League One Airdrieonians and Falkirk took the decision to curtail their youth academies for the year, raising concern across the country others could follow suit.

But, this was never on the cards at The Recs with the pair working closely with club supremos to find a way to continue the progress made in recent years since former boss Jim Goodwin revolutionised the academy set-up.

"It was never, ever on anyone's mind we wouldn't come back," Max, the club's development officer, told Advertiser Sport as he discussed how the academy has coped with the pandemic. "I know there are some unfortunate decision which have been made elsewhere.

"The pathway is vital to the success of a club like Alloa. There needs to be a production line of players to be ready for the first team when they are 18.

"We've got a very supportive group of people around us who share that view and there's never been any doubt in our mind about us coming back."

Players have been slowly returning to training this week amid a host of Covid-19 safety measures set out by the Scottish FA, which will see youngsters having to stay two metres from coaches, bring their own hand sanitiser, and be restricted to contact within a set space.

It might look and feel a little different, but the commitment given by chairman Mike Mulraney and the rest of Alloa's board means the kids can still dream of following in the footsteps of Cammy O'Donnell or Nathan Gilhooly, who both made the step up to the first team last season.

"It's fairly short-sighted for clubs to do that [shut down their academy]," said former Dunfermline Athletic and Cowdenbeath coach Derek. "Where else are you going to find your players? Clubs like Alloa, where we don't necessarily have that scouting set-up to go find these players, we do get them.

"We've had a lot of emails from players and I even had one from a guy down south earlier this month who wanted to know if we would be keen.

"People are hearing good things about our academy and we've had coaches coming to us asking if we could take on their players.

"That's down to the hard work of everyone and the fact we now have that pathway in place."

Like clubs across the country, the Wasps academy has had to adapt to life without close contact and weekly training sessions on the pitch.

It's been a challenge, admit Derek and Max, but one which will benefit the players – and the coaches – in the long run.

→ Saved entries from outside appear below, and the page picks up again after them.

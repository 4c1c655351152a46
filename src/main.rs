use std::path::PathBuf;
use std::sync::Arc;
use std::time::Duration;

use anyhow::Result;
use clap::{Parser, Subcommand};
use kopia_exporter::config::ExporterConfig;
use kopia_exporter::server::{Exporter, ServerOptions, DEFAULT_PORT};
use kopia_exporter::snapshot::{SnapshotOptions, Snapshotter};
use kopia_exporter::tool::{Kopia, SystemRunner, Zfs};
use kopia_exporter_metrics::{BackupMetrics, PushGateway};
use tracing::info;

#[derive(Parser, Debug)]
#[command(name = "kopia-exporter")]
#[command(about = "Export kopia backup statistics as Prometheus metrics")]
struct Args {
    /// YAML configuration file with `job` and `pushgateway` defaults
    #[arg(long, global = true, value_parser = existing_file)]
    conf: Option<PathBuf>,

    /// kopia executable to invoke
    #[arg(long, global = true, default_value = "kopia")]
    kopia_bin: String,

    /// Log level used when RUST_LOG is not set
    #[arg(long, global = true, default_value = "info")]
    log_level: String,

    #[command(subcommand)]
    command: Command,
}

#[derive(Subcommand, Debug)]
enum Command {
    /// Serve the newest run of every source on a pull endpoint
    Server {
        /// Port for the metrics endpoint
        #[arg(long, default_value_t = DEFAULT_PORT)]
        port: u16,

        /// kopia repository config file
        #[arg(long)]
        config_file: Option<PathBuf>,

        /// Seconds between refreshes
        #[arg(long, default_value = "600")]
        refresh_interval: u64,
    },

    /// Take one snapshot and push its statistics to a Pushgateway
    Snapshot {
        /// Directory to back up
        path: String,

        /// ZFS snapshot (pool/dataset@name) to take first and destroy afterwards
        #[arg(short, long)]
        zfs: Option<String>,

        /// Record the snapshot under this source path
        #[arg(short, long)]
        override_source: Option<String>,

        /// Pushgateway job name
        #[arg(long)]
        job: Option<String>,

        /// Pushgateway URL
        #[arg(long)]
        pushgateway: Option<String>,
    },
}

fn existing_file(value: &str) -> Result<PathBuf, String> {
    let path = PathBuf::from(value);
    if path.is_file() {
        Ok(path)
    } else {
        Err(format!("{} does not exist", value))
    }
}

fn main() -> Result<()> {
    let args = Args::parse();
    kopia_exporter::logging::init(&args.log_level);

    let rt = tokio::runtime::Runtime::new()?;
    rt.block_on(run(args))
}

async fn run(args: Args) -> Result<()> {
    let config = ExporterConfig::load(args.conf.as_deref())?;
    let runner = Arc::new(SystemRunner);

    match args.command {
        Command::Server {
            port,
            config_file,
            refresh_interval,
        } => {
            let kopia = Kopia::new(args.kopia_bin).with_config_file(config_file);
            let exporter = Exporter::new(runner, kopia, BackupMetrics::shared()?);
            let options = ServerOptions {
                port,
                refresh_interval: Duration::from_secs(refresh_interval),
            };
            exporter.run(&options).await?;
        }
        Command::Snapshot {
            path,
            zfs,
            override_source,
            job,
            pushgateway,
        } => {
            let snapshotter = Snapshotter::new(
                runner,
                Arc::new(PushGateway::new()?),
                Kopia::new(args.kopia_bin),
                Zfs::default(),
            );
            let options = SnapshotOptions {
                path,
                zfs,
                override_source,
                job,
                pushgateway,
            };
            let report = snapshotter.run(&config, &options).await?;
            info!(
                "Snapshot of {} on {} reported to {} as job {}",
                report.identity.path, report.identity.host, report.target.gateway, report.target.job
            );
        }
    }

    Ok(())
}
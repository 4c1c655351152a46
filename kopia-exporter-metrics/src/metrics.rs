//! The seven backup gauges and the shared/isolated registry lifecycles.

use std::collections::BTreeSet;
use std::fmt;
use std::sync::Arc;

use kopia_exporter_types::{ExtractedMetrics, Identity};
use parking_lot::{const_mutex, Mutex, RwLock};
use prometheus::{GaugeVec, Opts, Registry};

use crate::exposition;

/// Names of the published gauges.
pub const GAUGE_NAMES: [&str; 7] = [
    "total_size",
    "file_count",
    "dir_count",
    "error_count",
    "backup_duration",
    "backup_start_time",
    "backup_end_time",
];

struct BackupGauges {
    total_size: GaugeVec,
    file_count: GaugeVec,
    dir_count: GaugeVec,
    error_count: GaugeVec,
    backup_duration: GaugeVec,
    backup_start_time: GaugeVec,
    backup_end_time: GaugeVec,
}

impl BackupGauges {
    fn register(registry: &Registry) -> prometheus::Result<Self> {
        let gauge = |name: &str, help: &str| -> prometheus::Result<GaugeVec> {
            let gauge = GaugeVec::new(Opts::new(name, help), &Identity::LABEL_NAMES)?;
            registry.register(Box::new(gauge.clone()))?;
            Ok(gauge)
        };

        Ok(Self {
            total_size: gauge("total_size", "Total size of the backup")?,
            file_count: gauge("file_count", "Number of files in the backup")?,
            dir_count: gauge("dir_count", "Number of directories in the backup")?,
            error_count: gauge("error_count", "Number of errors in the backup")?,
            backup_duration: gauge("backup_duration", "Duration of the backup")?,
            backup_start_time: gauge("backup_start_time", "Start time of the backup")?,
            backup_end_time: gauge("backup_end_time", "End time of the backup")?,
        })
    }

    fn by_name(&self, name: &str) -> Option<&GaugeVec> {
        match name {
            "total_size" => Some(&self.total_size),
            "file_count" => Some(&self.file_count),
            "dir_count" => Some(&self.dir_count),
            "error_count" => Some(&self.error_count),
            "backup_duration" => Some(&self.backup_duration),
            "backup_start_time" => Some(&self.backup_start_time),
            "backup_end_time" => Some(&self.backup_end_time),
            _ => None,
        }
    }
}

/// Backup gauges bound to a registry.
///
/// Cloning is cheap and clones share the same gauges.
#[derive(Clone)]
pub struct BackupMetrics {
    registry: Registry,
    gauges: Arc<BackupGauges>,
    sources: Arc<RwLock<BTreeSet<Identity>>>,
}

impl fmt::Debug for BackupMetrics {
    fn fmt(&self, f: &mut fmt::Formatter<'_>) -> fmt::Result {
        f.debug_struct("BackupMetrics")
            .field("sources", &self.source_count())
            .finish_non_exhaustive()
    }
}

static SHARED: Mutex<Option<BackupMetrics>> = const_mutex(None);

impl BackupMetrics {
    /// Gauges in the process-wide [`prometheus::default_registry`].
    ///
    /// The first call registers the seven families; later calls return the
    /// same gauges.
    pub fn shared() -> prometheus::Result<Self> {
        let mut shared = SHARED.lock();
        if let Some(metrics) = shared.as_ref() {
            return Ok(metrics.clone());
        }

        let metrics = Self::register_in(prometheus::default_registry().clone())?;
        *shared = Some(metrics.clone());
        Ok(metrics)
    }

    /// Gauges in a fresh registry, used for a single push and then dropped.
    pub fn isolated() -> prometheus::Result<Self> {
        Self::register_in(Registry::new())
    }

    /// [`Self::isolated`] when `isolated` is true, [`Self::shared`] otherwise.
    pub fn new(isolated: bool) -> prometheus::Result<Self> {
        if isolated {
            Self::isolated()
        } else {
            Self::shared()
        }
    }

    /// Register the seven families in `registry`.
    ///
    /// Fails with [`prometheus::Error::AlreadyReg`] if the registry already
    /// holds them.
    pub fn register_in(registry: Registry) -> prometheus::Result<Self> {
        let gauges = BackupGauges::register(&registry)?;
        Ok(Self {
            registry,
            gauges: Arc::new(gauges),
            sources: Arc::default(),
        })
    }

    pub fn registry(&self) -> &Registry {
        &self.registry
    }

    /// Set all seven gauges for the run's source, creating the series on
    /// first sight. Returns the source identity for use as a grouping key.
    pub fn update(&self, metrics: &ExtractedMetrics) -> Identity {
        let identity = &metrics.identity;
        let labels = identity.label_values();
        let g = &self.gauges;

        g.total_size.with_label_values(&labels).set(metrics.total_size as f64);
        g.file_count.with_label_values(&labels).set(metrics.file_count as f64);
        g.dir_count.with_label_values(&labels).set(metrics.dir_count as f64);
        g.error_count.with_label_values(&labels).set(metrics.error_count as f64);
        g.backup_duration
            .with_label_values(&labels)
            .set(metrics.duration_seconds as f64);
        g.backup_start_time
            .with_label_values(&labels)
            .set(metrics.start_time_unix);
        g.backup_end_time
            .with_label_values(&labels)
            .set(metrics.end_time_unix);

        self.sources.write().insert(identity.clone());
        identity.clone()
    }

    /// Current value of one gauge for one source, if the source was updated.
    pub fn get(&self, gauge: &str, identity: &Identity) -> Option<f64> {
        if !self.sources.read().contains(identity) {
            return None;
        }
        self.gauges
            .by_name(gauge)?
            .get_metric_with_label_values(&identity.label_values())
            .ok()
            .map(|series| series.get())
    }

    /// Number of sources with series in this registry.
    pub fn source_count(&self) -> usize {
        self.sources.read().len()
    }

    /// Render the registry in the Prometheus text exposition format.
    pub fn render(&self) -> prometheus::Result<String> {
        exposition::encode(&self.registry)
    }

    /// Serve this registry on `0.0.0.0:<port>` from a background task.
    #[cfg(feature = "server")]
    pub async fn serve(&self, port: u16) -> std::io::Result<exposition::RunningServer> {
        let config = exposition::EndpointConfig::builder().port(port).build();
        exposition::start_server(self.registry.clone(), &config).await
    }

    /// Push the registry's current contents to a Pushgateway, grouped by
    /// `job` and the source identity.
    #[cfg(feature = "push")]
    pub async fn push<P>(
        &self,
        pusher: &P,
        gateway: &str,
        job: &str,
        identity: &Identity,
    ) -> Result<(), crate::push::PushError>
    where
        P: crate::push::Pusher + ?Sized,
    {
        let key = crate::push::GroupingKey::new(job, identity.clone());
        pusher.push(gateway, &key, self.render()?).await
    }

    /// [`Self::update`] followed by [`Self::push`] for the same source.
    #[cfg(feature = "push")]
    pub async fn update_and_push<P>(
        &self,
        pusher: &P,
        metrics: &ExtractedMetrics,
        gateway: &str,
        job: &str,
    ) -> Result<Identity, crate::push::PushError>
    where
        P: crate::push::Pusher + ?Sized,
    {
        let identity = self.update(metrics);
        self.push(pusher, gateway, job, &identity).await?;
        Ok(identity)
    }
}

"It has kept us coaches on our toes for sure and challenges us in a different way from before," Max said. "A lot of sessions we could do in the past might not translate to a video session or to a diagram you are sending across.

"Our players have had to learn self-discipline and self-motivation to go out and work, to be dedicated to fine tune their craft and the expectations they need to meet.

"They've stepped up and we are so proud of them.

"We always put the person before the player and that's a big ethos of mine and the club in general. We've asked people to check in on each other and make sure they are looking after the guys who haven't handled this period as well.

"We've had a number of conversations outwith football with players just to check in and make sure they are alright if they have been having a difficult time.

"As people, there's been a hell of a lot of growth and resilience built up in the last few months. It will stand them in good stead to handle whatever life throws at them."

One man who won't be back this year is academy coach Owen Kelly, who took the decision to retire earlier this summer. He's someone who will be missed by everyone, according to his former boss.

"He's been great since I came in," Derek said. "He has a great rapport with the boys and a great deal of respect to them. He won't be a stranger, that's for sure."